The static nature of architecture is great for photographers in that it means that we can really plan a shot and minimize potential problems. The level of control the photographer has is unmatched in most other subjects in photography.
1) Focal Length – You will probably want the widest angle of view that you can get in many cases. That means shooting with wide angle lenses. Anything under 35mm (on a full frame sensor) will probably do fine depending on how close or far you are from your subject. If you’re lucky enough to be in a situation where you can get a great shot of a building from a long distance away, then longer focal length will be fine, but in most city situations you will need to shoot from quite a close distance due to other buildings, cars, people and clutter being in the way. In such cases, you’re probably going to want wide angle lenses anywhere from 12mm to 35mm.
2) Stabilize Your Camera – Shooting an inanimate object means that you are not going to face many of the problems that other types of photography has with motion and light. It is quite possible to take your time and get as much light onto your sensor as is required to produce a great shot – it just might take a little longer and require a very stable camera. Get a decent tripod and don’t be afraid to use it.
3) Shoot Low ISO – As you’re going to have a stable camera, you’re not going to have any trouble getting enough light into your camera (ie. you’re free to go with longer shutter speeds as a building won’t move – hopefully).

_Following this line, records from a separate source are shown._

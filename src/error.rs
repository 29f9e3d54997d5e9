use axum::response::{IntoResponse, Response};
use http::StatusCode;
use thiserror::Error;

use crate::util::error_response;

/// Longest upstream body excerpt embedded in an error message.
pub const MAX_ERROR_EXCERPT: usize = 300;

/// Errors raised while loading `AdapterConfig`.
#[derive(Debug, Error)]
pub enum ConfigError {
    #[error("upstream base URL not set (UPSTREAM_BASE_URL or LITELLM_URL)")]
    MissingUpstreamUrl,
    #[error("invalid value for {name}: {value:?}")]
    InvalidValue { name: &'static str, value: String },
}

/// Failures at the upstream boundary or while preparing a response.
#[derive(Debug, Error)]
pub enum AdapterError {
    /// The randomness source was unavailable; no identifier may be issued.
    #[error("identifier generation failed: {0}")]
    Identity(String),
    #[error("upstream request failed: {0}")]
    UpstreamConnect(#[source] reqwest::Error),
    #[error("Upstream {status}: {excerpt}")]
    UpstreamStatus { status: StatusCode, excerpt: String },
    #[error("upstream read error: {0}")]
    UpstreamRead(#[source] reqwest::Error),
    #[error("upstream returned invalid JSON: {excerpt}")]
    InvalidUpstreamJson { excerpt: String },
    #[error("upstream stream ended before [DONE]")]
    UnterminatedStream,
}

impl AdapterError {
    fn status_code(&self) -> StatusCode {
        match self {
            AdapterError::Identity(_) => StatusCode::INTERNAL_SERVER_ERROR,
            _ => StatusCode::BAD_GATEWAY,
        }
    }
}

impl IntoResponse for AdapterError {
    fn into_response(self) -> Response {
        error_response(self.status_code(), &self.to_string())
    }
}

/// First `max` characters of `text`, respecting char boundaries.
pub fn truncate_chars(text: &str, max: usize) -> String {
    text.chars().take(max).collect()
}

Minimize noise by shooting at a low ISO.
4) Close the Aperture – Again, you’re free to close the aperture when your camera is mounted on a tripod and you have time to leave the shutter open. Shooting at smaller aperture allows you to minimize any lens errors too. Shooting at wider aperture can be good for artistic effects, but usually an architectural photographer will want a greater depth of field which means f8 or above in most architectural situations.
5) Converging Lines – For the maximum amount of realism in architectural photography, it’s best to keep vertical lines vertical (usually by increasing the distance between you and the building you’re shooting). Sometimes this simply isn’t possible (such as when a fish eye lens is required to capture a whole building) and sometimes it’s simply not desirable (such as when you want to exert some artistic license). Do what you need to to achieve the desired look, but simply remember the general convention against converging lines. photo © 2009 Steve | more info (via: Wylio)

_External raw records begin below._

use axum::response::{IntoResponse, Response};
use http::{header, HeaderMap, HeaderValue, StatusCode};
use tracing_subscriber::{fmt, EnvFilter};

use crate::config::AdapterConfig;
use crate::forward::upstream_authorization;

/// Initialize dotenv and structured tracing based on RUST_LOG.
/// - Supports explicit env file paths via ENV_FILE, DOTENV_PATH
/// - Falls back to default .env discovery
/// - Logs the source used
pub fn init_tracing() {
    let mut env_source: String = "none".into();
    for key in ["ENV_FILE", "DOTENV_PATH"] {
        if let Ok(p) = std::env::var(key) {
            let p = p.trim();
            if !p.is_empty()
                && std::path::Path::new(p).is_file()
                && dotenvy::from_filename(p).is_ok()
            {
                env_source = format!("{p} ({key})");
                break;
            }
        }
    }

    if env_source == "none" {
        if let Ok(path) = dotenvy::dotenv() {
            env_source = path.display().to_string();
        }
    }

    // Initialize tracing (respects RUST_LOG potentially provided by the env file)
    let filter = std::env::var("RUST_LOG").unwrap_or_else(|_| "info,tower_http=info".into());
    let subscriber = fmt().with_env_filter(EnvFilter::new(filter)).finish();
    let _ = tracing::subscriber::set_global_default(subscriber);

    tracing::info!("Environment loaded from: {}", env_source);
}

/// Shared application state used by the HTTP server and handlers.
pub struct AppState {
    pub http: reqwest::Client,
    pub config: AdapterConfig,
}

impl AppState {
    pub fn new(config: AdapterConfig) -> Self {
        Self {
            http: build_http_client(&config),
            config,
        }
    }

    /// Upstream bearer credential, if one is configured.
    pub fn api_key(&self) -> Option<&str> {
        self.config
            .upstream_api_key
            .as_deref()
            .filter(|k| !k.is_empty())
    }

    /// `Authorization` for an upstream call made on behalf of a client request:
    /// the configured credential (managed mode), otherwise the client's own
    /// header (passthrough mode).
    pub fn upstream_auth(&self, client: &HeaderMap) -> Option<HeaderValue> {
        upstream_authorization(client, self.api_key())
    }

    /// POST a JSON body to `path` on the upstream with the resolved `auth`.
    pub fn upstream_post(&self, path: &str, auth: Option<&HeaderValue>) -> reqwest::RequestBuilder {
        let mut rb = self
            .http
            .post(self.config.upstream_url(path))
            .header(header::CONTENT_TYPE, "application/json");
        if let Some(v) = auth {
            rb = rb.header(header::AUTHORIZATION, v.clone());
        }
        rb
    }
}

/// Build an HTTP client honoring the proxy and timeout settings of `config`.
///
/// Without an explicit proxy, reqwest's own HTTP_PROXY / HTTPS_PROXY handling applies.
pub fn build_http_client(config: &AdapterConfig) -> reqwest::Client {
    let mut builder = reqwest::Client::builder();

    if let Some(t) = config.http_timeout {
        builder = builder.timeout(t);
    }

    if config.no_proxy {
        builder = builder.no_proxy();
    } else if let Some(url) = config.proxy_url.as_deref() {
        match reqwest::Proxy::all(url) {
            Ok(p) => builder = builder.proxy(p),
            Err(e) => tracing::warn!(proxy = %url, error = %e, "ignoring invalid proxy URL"),
        }
    }

    // User-Agent for observability
    builder = builder.user_agent(format!("responses-adapter/{}", env!("CARGO_PKG_VERSION")));

    builder.build().unwrap_or_else(|e| {
        tracing::warn!(error = %e, "falling back to default HTTP client");
        reqwest::Client::new()
    })
}

/// Build a JSON error response with the given HTTP status and message.
pub fn error_response(status: StatusCode, msg: &str) -> Response {
    let body = serde_json::json!({ "error": { "message": msg } });
    (status, axum::Json(body)).into_response()
}

/// Build a CORS layer from environment variables.
///
/// Environment variables:
/// - CORS_ALLOWED_ORIGINS: "*" or comma-separated origins (e.g., "https://a.com, https://b.com")
/// - CORS_ALLOWED_METHODS: "*" or comma-separated methods (e.g., "GET,POST,OPTIONS")
/// - CORS_ALLOWED_HEADERS: "*" or comma-separated request header names
/// - CORS_MAX_AGE: max age in seconds (u64)
///
/// Defaults are permissive (Any) when not configured.
pub fn cors_layer_from_env() -> tower_http::cors::CorsLayer {
    use std::time::Duration;
    use tower_http::cors::{AllowHeaders, AllowMethods, AllowOrigin, Any, CorsLayer};

    let list = |key: &str| -> Option<Vec<String>> {
        let raw = std::env::var(key).ok()?;
        let s = raw.trim();
        if s == "*" {
            return None;
        }
        let vals: Vec<String> = s
            .split(',')
            .map(|p| p.trim().to_string())
            .filter(|p| !p.is_empty())
            .collect();
        (!vals.is_empty()).then_some(vals)
    };

    let mut layer = CorsLayer::new();

    let origins: Vec<http::HeaderValue> = list("CORS_ALLOWED_ORIGINS")
        .unwrap_or_default()
        .iter()
        .filter_map(|p| http::HeaderValue::from_str(p).ok())
        .collect();
    layer = if origins.is_empty() {
        layer.allow_origin(Any)
    } else {
        layer.allow_origin(AllowOrigin::list(origins))
    };

    let methods: Vec<http::Method> = list("CORS_ALLOWED_METHODS")
        .unwrap_or_default()
        .iter()
        .filter_map(|p| http::Method::from_bytes(p.to_ascii_uppercase().as_bytes()).ok())
        .collect();
    layer = if methods.is_empty() {
        layer.allow_methods(Any)
    } else {
        layer.allow_methods(AllowMethods::list(methods))
    };

    let headers: Vec<http::header::HeaderName> = list("CORS_ALLOWED_HEADERS")
        .unwrap_or_default()
        .iter()
        .filter_map(|p| http::header::HeaderName::try_from(p.as_str()).ok())
        .collect();
    layer = if headers.is_empty() {
        layer.allow_headers(Any)
    } else {
        layer.allow_headers(AllowHeaders::list(headers))
    };

    if let Ok(secs) = std::env::var("CORS_MAX_AGE") {
        if let Ok(n) = secs.trim().parse::<u64>() {
            layer = layer.max_age(Duration::from_secs(n));
        }
    }

    layer
}

#[cfg(test)]
mod tests {
    use super::*;

    #[test]
    fn api_key_ignores_empty_credential() {
        let state = AppState::new(AdapterConfig::new("http://127.0.0.1:9").with_api_key(""));
        assert_eq!(state.api_key(), None);
        let state = AppState::new(AdapterConfig::new("http://127.0.0.1:9").with_api_key("sk-x"));
        assert_eq!(state.api_key(), Some("sk-x"));
    }

    #[test]
    fn upstream_auth_prefers_configured_key() {
        let mut client = HeaderMap::new();
        client.insert(header::AUTHORIZATION, HeaderValue::from_static("Bearer client"));

        let managed = AppState::new(AdapterConfig::new("http://127.0.0.1:9").with_api_key("sk-x"));
        assert_eq!(managed.upstream_auth(&client).unwrap(), "Bearer sk-x");

        let passthrough = AppState::new(AdapterConfig::new("http://127.0.0.1:9"));
        assert_eq!(passthrough.upstream_auth(&client).unwrap(), "Bearer client");
        assert!(passthrough.upstream_auth(&HeaderMap::new()).is_none());
    }

    #[tokio::test]
    async fn error_response_is_json() {
        let resp = error_response(StatusCode::BAD_GATEWAY, "nope");
        assert_eq!(resp.status(), StatusCode::BAD_GATEWAY);
        let bytes = axum::body::to_bytes(resp.into_body(), usize::MAX).await.unwrap();
        let v: serde_json::Value = serde_json::from_slice(&bytes).unwrap();
        assert_eq!(v["error"]["message"], "nope");
    }
}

6) Camera Position – If you position a camera with a wide angle lens close to a building, then the effect can be quite dramatic in emphasizing the size of objects in the foreground compared to objects in the background. The wide angle stretches the perspective. If that is the arrangement you want, then fine. If not, then get further away and use longer focal lengths to bring the objects closer together – an effect that appears less dramatic, but adds a more solid look to a piece of architecture. See the two photographs below to see the difference that only a few meters in camera position can make.

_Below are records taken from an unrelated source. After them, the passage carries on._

use serde_json::Value;

use crate::identity::ResponseIdentity;
use crate::models::chat::{self, CanonicalMessage, ChatCompletionRequest};
use crate::models::responses::ResponseObject;
use crate::normalize::normalize_messages;

/// Streaming flag of an inbound request. Absent or non-boolean means streaming.
pub fn request_stream_flag(body: &Value) -> bool {
    body.get("stream").and_then(|s| s.as_bool()).unwrap_or(true)
}

/// Requested model name, or `""` when absent.
pub fn request_model(body: &Value) -> String {
    body.get("model")
        .and_then(|m| m.as_str())
        .unwrap_or_default()
        .to_string()
}

/// Convert an inbound Responses-style body into the upstream Chat Completions request.
///
/// Mapping highlights:
/// - messages: normalized from `messages` or `input` into plain-text role/content pairs.
/// - generation parameters: only temperature, top_p, max_tokens, presence_penalty,
///   frequency_penalty, stop, user and n are forwarded, unchanged. Everything else
///   (tools, reasoning settings, metadata, ...) is dropped.
/// - stream: taken from `request_stream_flag`.
pub fn to_chat_request(body: &Value) -> ChatCompletionRequest {
    to_chat_request_with_messages(body, normalize_messages(body))
}

/// Same as `to_chat_request` with messages that were already normalized.
pub fn to_chat_request_with_messages(
    body: &Value,
    messages: Vec<CanonicalMessage>,
) -> ChatCompletionRequest {
    let param = |name: &str| body.get(name).filter(|v| !v.is_null()).cloned();

    ChatCompletionRequest {
        model: request_model(body),
        messages,
        stream: request_stream_flag(body),
        temperature: param("temperature"),
        top_p: param("top_p"),
        max_tokens: param("max_tokens"),
        presence_penalty: param("presence_penalty"),
        frequency_penalty: param("frequency_penalty"),
        stop: param("stop"),
        user: param("user"),
        n: param("n"),
    }
}

/// Convert one upstream Chat Completions JSON body into a Responses object.
///
/// Missing structure never fails: absent content yields empty text and absent
/// usage yields `{}`.
pub fn chat_json_to_response(
    completion: &Value,
    identity: &ResponseIdentity,
    model: &str,
) -> ResponseObject {
    let text = chat::completion_text(completion);
    let usage = chat::usage_object(completion)
        .cloned()
        .unwrap_or_else(|| Value::Object(Default::default()));
    ResponseObject::completed(identity, model, text, usage)
}
//! Streaming translation from Chat Completions SSE to Responses SSE.
//!
//! `ResponsesStream` is a synchronous state machine fed with raw upstream bytes;
//! it owns the frame buffer and the accumulated transcript for one request.
//! `responses_sse_response` drives it from a spawned task and returns the
//! outbound SSE response.
//!
//! Event order for a successful stream:
//! ```text
//! response.created
//! response.output_item.added
//! response.content_part.added
//! response.output_text.delta        (zero or more)
//! response.output_text.done
//! response.content_part.done
//! response.output_item.done
//! response.completed
//! data: [DONE]
//! ```
//! A failure at any point after the opening events replaces the tail with a
//! single `response.error` followed by `data: [DONE]`.

use std::convert::Infallible;
use std::sync::Arc;

use axum::body::Body;
use axum::response::Response;
use bytes::Bytes;
use futures_util::StreamExt;
use http::{header, HeaderValue, StatusCode};
use serde_json::Value;
use tokio::sync::mpsc;

use crate::error::{truncate_chars, AdapterError, MAX_ERROR_EXCERPT};
use crate::identity::ResponseIdentity;
use crate::models::chat::{self, ChatCompletionRequest};
use crate::models::responses::{
    ErrorDetail, OutputMessage, OutputText, ResponseObject, ResponsesEvent, SequencedEvent,
    SSE_DONE,
};
use crate::util::{error_response, AppState};

/// Only one output item with one content part is ever produced.
const OUTPUT_INDEX: u32 = 0;
const CONTENT_INDEX: u32 = 0;

/// Upper bound on the message carried by `response.error`.
pub const MAX_ERROR_MESSAGE: usize = 512;

/// Outbound events buffered between the translator task and the client.
const CHANNEL_CAPACITY: usize = 16;
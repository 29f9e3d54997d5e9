#![forbid(unsafe_code)]
#![doc = r#"
Responses Adapter

Serve the Responses API (`POST /v1/responses`) on top of an upstream that only speaks
Chat Completions, and forward every other route to that upstream unchanged.

Crate highlights
- Library: pure conversion via `normalize_messages`, `to_chat_request`,
  `chat_json_to_response` and the `ResponsesStream` state machine.
- HTTP server (in `server`): `/v1/responses` translated, `/status`, and passthrough
  for `/v1/models`, `/v1/embeddings` and everything else.

Modules
- `normalize`: content flattening and message normalization.
- `identity`: response/message identifiers.
- `conversion`: request translation and one-shot response translation.
- `stream`: SSE frame splitting and the streaming translator.
- `forward`: verbatim proxy for untranslated routes.
- `models`: Chat Completions and Responses types.
- `config`, `error`, `util`: configuration, error taxonomy, tracing and HTTP helpers.
"#]

pub mod config;
pub mod conversion;
pub mod error;
pub mod forward;
pub mod identity;
pub mod models;
pub mod normalize;
pub mod server;
pub mod stream;
pub mod util;

pub use crate::config::AdapterConfig;
pub use crate::conversion::{chat_json_to_response, to_chat_request};
pub use crate::error::{AdapterError, ConfigError};
pub use crate::identity::ResponseIdentity;
pub use crate::normalize::{extract_text, normalize_messages, InputShape};
pub use crate::stream::ResponsesStream;

// Re-export model namespaces for convenience (downstream users can do `use responses_adapter::chat`).
pub use crate::models::{chat, responses};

7) Stand Up For Your Rights – In this age of terrorism, every goon and his Doberman thinks he can tell you to stop photographing something or other – especially, it seems, buildings. As with so many of his other life choices, he is often wrong. Check the local laws, but in most cases, if you are in a western country and shooting from a public place then you probably have every right to do so. Check this great post from Photojojo about legal rights and photography for more information on that.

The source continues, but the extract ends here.